FBI Director James Comey responded, May 3, before the Senate Judiciary Committee to a question from Sen. Dianne Feinstein (D-Calif.) on his announcement about re-opening the probe into Hillary Clinton's use of a private email server days before the election. (Reuters)

They were whispering it on election night, and almost six months later Democrats are basically shouting it: FBI Director James B. Comey cost them the presidential election by telling Congress 11 days before the vote that the agency was reading newly discovered Hillary Clinton emails.

Here's Clinton herself in an interview with CNN's Christiane Amanpour on Tuesday: “I was on the way to winning until the combination of Jim Comey's letter on October 28 and Russian WikiLeaks raised doubts in the minds of people who were inclined to vote for me but got scared off.”

And here's Sen. Dianne Feinstein (Calif.), the top-ranking Democrat on the Senate Judiciary Committee, on Wednesday: “I join those who believe the action taken by the FBI did, in fact, have an impact on the election.”
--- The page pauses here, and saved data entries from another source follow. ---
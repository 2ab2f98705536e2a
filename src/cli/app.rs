//! Main CLI application

use crate::cli::logging;
use crate::config::{parse_config_auto, parse_config_file, validate_config, validate_var_name, Config};
use crate::error::{ConfigError, ExecutionError, TaskrError};
use crate::runner::{Context, Outcome, Task, Verbosity};
use crate::vars::{Var, Vars};
use clap::{value_parser, Arg, ArgAction, ArgMatches, Command};
use clap_complete::Shell;
use std::ffi::OsString;
use std::io;
use std::path::PathBuf;

/// CLI application
pub struct App {
    /// The clap command
    command: Command,
    /// Parsed configuration
    config: Config,
    /// Config file path
    config_path: PathBuf,
}

impl App {
    /// Create a new app from configuration file
    pub fn new() -> Result<Self, TaskrError> {
        let (config, config_path) = parse_config_auto()?;
        Self::from_config(config, config_path)
    }

    /// Create app with a specific config file
    pub fn with_config_file(path: PathBuf) -> Result<Self, TaskrError> {
        let config = parse_config_file(&path)?;
        Self::from_config(config, path)
    }

    fn from_config(config: Config, config_path: PathBuf) -> Result<Self, TaskrError> {
        validate_config(&config)?;
        let command = build_command(&config);

        Ok(App {
            command,
            config,
            config_path,
        })
    }

    /// Run the application with the process arguments
    pub fn run(self) -> Result<(), TaskrError> {
        let matches = self.command.clone().get_matches();
        self.run_matches(matches)
    }

    /// Run the application with explicit arguments
    pub fn run_from<I, T>(self, args: I) -> Result<(), TaskrError>
    where
        I: IntoIterator<Item = T>,
        T: Into<OsString> + Clone,
    {
        let matches = self.command.clone().get_matches_from(args);
        self.run_matches(matches)
    }

    fn run_matches(mut self, matches: ArgMatches) -> Result<(), TaskrError> {
        let verbosity = get_verbosity(&matches);
        logging::init(verbosity);

        if let Some(shell) = matches.get_one::<Shell>("completion").copied() {
            let name = self.command.get_name().to_string();
            clap_complete::generate(shell, &mut self.command, name, &mut io::stdout());
            return Ok(());
        }

        // Check if a task was specified
        let (task_name, task_matches) = match matches.subcommand() {
            Some((name, sub_matches)) => (name.to_string(), sub_matches),
            None => {
                self.command.print_help()?;
                println!();
                return Ok(());
            }
        };

        let task_config = self
            .config
            .tasks
            .get(&task_name)
            .ok_or_else(|| ConfigError::TaskNotFound(task_name.clone()))?;
        let task = Task::from_config(task_name.clone(), task_config.clone());

        let assignments = task_matches
            .get_many::<String>("vars")
            .into_iter()
            .flatten()
            .map(String::as_str);
        let overrides = parse_assignments(assignments)?;

        let mut ctx = Context::new()
            .with_config_path(self.config_path.clone())
            .with_verbosity(verbosity)
            .with_dry(matches.get_flag("dry"))
            .with_force(matches.get_flag("force"))
            .with_overrides(overrides);

        if let Some(interpreter) = &self.config.interpreter {
            ctx = ctx.with_interpreter(interpreter.clone());
        }

        if matches.get_flag("status") {
            if task.status(&mut ctx, &self.config.vars)? {
                ctx.print_task_up_to_date(&task_name);
                return Ok(());
            }
            return Err(ExecutionError::NotUpToDate(task_name).into());
        }

        match task.execute(&mut ctx, &self.config.vars)? {
            Outcome::UpToDate => ctx.print_debug("Nothing to do"),
            Outcome::Ran => {}
        }

        Ok(())
    }
}

/// Build the clap command from configuration
fn build_command(config: &Config) -> Command {
    let mut cmd = Command::new(config.name.clone().unwrap_or_else(|| "taskr".to_string()))
        .version(env!("CARGO_PKG_VERSION"))
        .about(
            config
                .usage
                .clone()
                .unwrap_or_else(|| "A YAML-based task runner".to_string()),
        )
        .arg(
            Arg::new("file")
                .short('f')
                .long("file")
                .value_name("FILE")
                .help("Path to taskr.yml or taskr.toml config file")
                .global(true),
        )
        .arg(
            Arg::new("dry")
                .long("dry")
                .help("Print commands without running them")
                .action(ArgAction::SetTrue)
                .global(true),
        )
        .arg(
            Arg::new("force")
                .long("force")
                .help("Run the task even if it is up to date")
                .action(ArgAction::SetTrue)
                .global(true),
        )
        .arg(
            Arg::new("status")
                .long("status")
                .help("Exit with an error if the task is not up to date")
                .action(ArgAction::SetTrue)
                .global(true),
        )
        .arg(
            Arg::new("quiet")
                .short('q')
                .long("quiet")
                .help("Only print command output and errors")
                .action(ArgAction::SetTrue)
                .global(true),
        )
        .arg(
            Arg::new("silent")
                .short('s')
                .long("silent")
                .help("Print no output")
                .action(ArgAction::SetTrue)
                .global(true),
        )
        .arg(
            Arg::new("verbose")
                .short('v')
                .long("verbose")
                .help("Print verbose output")
                .action(ArgAction::SetTrue)
                .global(true),
        )
        .arg(
            Arg::new("completion")
                .long("completion")
                .value_name("SHELL")
                .help("Print a shell completion script")
                .value_parser(value_parser!(Shell)),
        );

    let mut names: Vec<&String> = config.tasks.keys().collect();
    names.sort();

    for task_name in names {
        let task = &config.tasks[task_name];
        if task.private {
            continue;
        }

        let mut task_cmd = Command::new(task_name.clone())
            .about(task.usage.clone().unwrap_or_default())
            .arg(
                Arg::new("vars")
                    .value_name("NAME=VALUE")
                    .help("Variables overriding the task's own")
                    .num_args(0..)
                    .action(ArgAction::Append),
            );

        if let Some(desc) = &task.description {
            task_cmd = task_cmd.long_about(desc.clone());
        }

        cmd = cmd.subcommand(task_cmd);
    }

    cmd
}

/// Get verbosity level from matches
fn get_verbosity(matches: &ArgMatches) -> Verbosity {
    if matches.get_flag("silent") {
        Verbosity::Silent
    } else if matches.get_flag("quiet") {
        Verbosity::Quiet
    } else if matches.get_flag("verbose") {
        Verbosity::Verbose
    } else {
        Verbosity::Normal
    }
}

/// Parse `NAME=VALUE` arguments into literal variables
pub fn parse_assignments<'a, I>(assignments: I) -> Result<Vars, ConfigError>
where
    I: IntoIterator<Item = &'a str>,
{
    let mut vars = Vars::new();
    for assignment in assignments {
        let (name, value) = assignment
            .split_once('=')
            .ok_or_else(|| ConfigError::InvalidAssignment(assignment.to_string()))?;
        validate_var_name(name)?;
        vars.set(name, Var::from_static(value));
    }
    Ok(vars)
}

/// Run the CLI application with provided arguments
pub fn run() -> Result<(), TaskrError> {
    // The config must be loaded before clap can know the task subcommands
    let args: Vec<String> = std::env::args().collect();
    let file_path = extract_file_arg(&args);

    let app = if let Some(path) = file_path {
        App::with_config_file(path)?
    } else {
        App::new()?
    };

    app.run()
}

/// Extract --file argument before clap parsing
fn extract_file_arg(args: &[String]) -> Option<PathBuf> {
    for (i, arg) in args.iter().enumerate() {
        if let Some(path) = arg.strip_prefix("--file=") {
            return Some(PathBuf::from(path));
        }
        if (arg == "--file" || arg == "-f") && i + 1 < args.len() {
            return Some(PathBuf::from(&args[i + 1]));
        }
    }
    None
}

#[cfg(test)]
mod tests {
    use super::*;
    use crate::config::parse_config;

    #[test]
    fn test_get_verbosity_normal() {
        let cmd = Command::new("test")
            .arg(Arg::new("quiet").long("quiet").action(ArgAction::SetTrue))
            .arg(Arg::new("silent").long("silent").action(ArgAction::SetTrue))
            .arg(Arg::new("verbose").long("verbose").action(ArgAction::SetTrue));
        let matches = cmd.get_matches_from(vec!["test"]);
        assert_eq!(get_verbosity(&matches), Verbosity::Normal);
    }

    #[test]
    fn test_extract_file_arg() {
        let args = vec![
            "taskr".to_string(),
            "--file".to_string(),
            "test.yml".to_string(),
        ];
        assert_eq!(extract_file_arg(&args), Some(PathBuf::from("test.yml")));

        let args = vec!["taskr".to_string(), "-f".to_string(), "test.yml".to_string()];
        assert_eq!(extract_file_arg(&args), Some(PathBuf::from("test.yml")));

        let args = vec!["taskr".to_string(), "--file=other.toml".to_string()];
        assert_eq!(extract_file_arg(&args), Some(PathBuf::from("other.toml")));
    }

    #[test]
    fn test_parse_assignments() {
        let vars = parse_assignments(vec!["A=1", "B=x=y", "A=2", "EMPTY="]).unwrap();
        assert_eq!(vars.keys(), &["A", "B", "EMPTY"]);
        assert_eq!(vars.get("A").unwrap().static_value, "2");
        assert_eq!(vars.get("B").unwrap().static_value, "x=y");
        assert_eq!(vars.get("EMPTY").unwrap().static_value, "");

        assert!(matches!(
            parse_assignments(vec!["novalue"]),
            Err(ConfigError::InvalidAssignment(_))
        ));
        assert!(matches!(
            parse_assignments(vec!["=value"]),
            Err(ConfigError::InvalidVarName(_))
        ));
    }

    #[test]
    fn test_build_command_skips_private_tasks() {
        let config = parse_config(
            r#"
tasks:
  build:
    usage: Build it
  secret:
    private: true
"#,
        )
        .unwrap();

        let cmd = build_command(&config);
        let names: Vec<&str> = cmd.get_subcommands().map(|c| c.get_name()).collect();
        assert_eq!(names, vec!["build"]);
    }

    #[test]
    fn test_task_accepts_assignments() {
        let config = parse_config("tasks:\n  build: {}\n").unwrap();
        let matches = build_command(&config)
            .get_matches_from(vec!["taskr", "--dry", "build", "A=1", "B=2"]);

        assert!(matches.get_flag("dry"));
        let (name, sub) = matches.subcommand().unwrap();
        assert_eq!(name, "build");
        let vars: Vec<&String> = sub.get_many::<String>("vars").unwrap().collect();
        assert_eq!(vars, vec!["A=1", "B=2"]);
    }
}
Comey has repeatedly defended his decision, saying that to conceal new information about an FBI investigation from Congress — especially when Congress thought the investigation was complete — would be worse than any potential political consequences of saying something less than two weeks before the election. But if Comey has ever had any frustration about Democrats doubting him, he has kept it to himself. Until now.

When Feinstein pressed the FBI chief Wednesday at a Senate Judiciary Committee hearing to explain why Comey told Congress about emails found on the computer of the ex-husband of then-Clinton aide Huma Abedin, Comey did something rare for Comey: He got emotional.

Here's part of his answer (see video above for expanded version):

Look, this is terrible. It makes me mildly nauseous that we have to have some impact on the election. But honestly it wouldn't change the decision.

Everybody who disagrees with this has to come back to Oct. 28 with me and stare at this and tell me what you would do. Would you speak, or would you conceal?

And I could be wrong, but we honestly made a decision between those two choices that, even in hindsight, and this has been one of the world's most painful decisions, I would make the same decision. I would not conceal that from the Congress. … And reasonable people can disagree, but that's the reason I made the choice, and it was a hard choice, but I still believe in retrospect it was the right choice.

When Feinstein asked Comey if there was anyone on his staff who felt differently, the FBI chief said, “No.”

“It was a great debate,” Comey said. “And one of my junior lawyers said, 'Should you consider that what you're about to do may help elect Donald Trump president?' And I said: 'Thank you for raising that.' Not for a moment, because down that path lies the death of the FBI as an independent institution in America. I can't consider for a second whose political fortunes will be affected in that way.”

Feinstein was not persuaded. “I look at this exactly the opposite way you do,” she said. "Everybody knew that it would influence the [election] ... that there was a very large percentage of chance that it would, and yet that percentage of chance was taken, and there was no information, and the election was lost.”

In the same way we probably won't know how much the Russian meddling to help elect Donald Trump actually helped Trump, we will probably never know how much the FBI's decision to raise new questions about Clinton's emails just before the election influenced the election.

There's evidence for both sides to make their point. An October Washington Post-ABC News poll conducted just before the election found that a majority of likely voters said they were unmoved by the FBI's announcement on Clinton's emails. But 34 percent of likely voters did say the FBI's review makes them less likely to support Clinton.

Still, we don't know whether those voters were going to vote for Clinton in the first place. Clinton certainly thinks so.

Comey, we should emphasize, is not arguing one way or the other about whether his announcement influenced the election. He's just arguing that telling Congress about Clinton's emails was the best of two bad options. But he and Democrats are still at loggerheads about whether he should have said anything at all. It doesn't look like they'll reach a mutual understanding anytime soon.

Emily Guskin contributed to this report.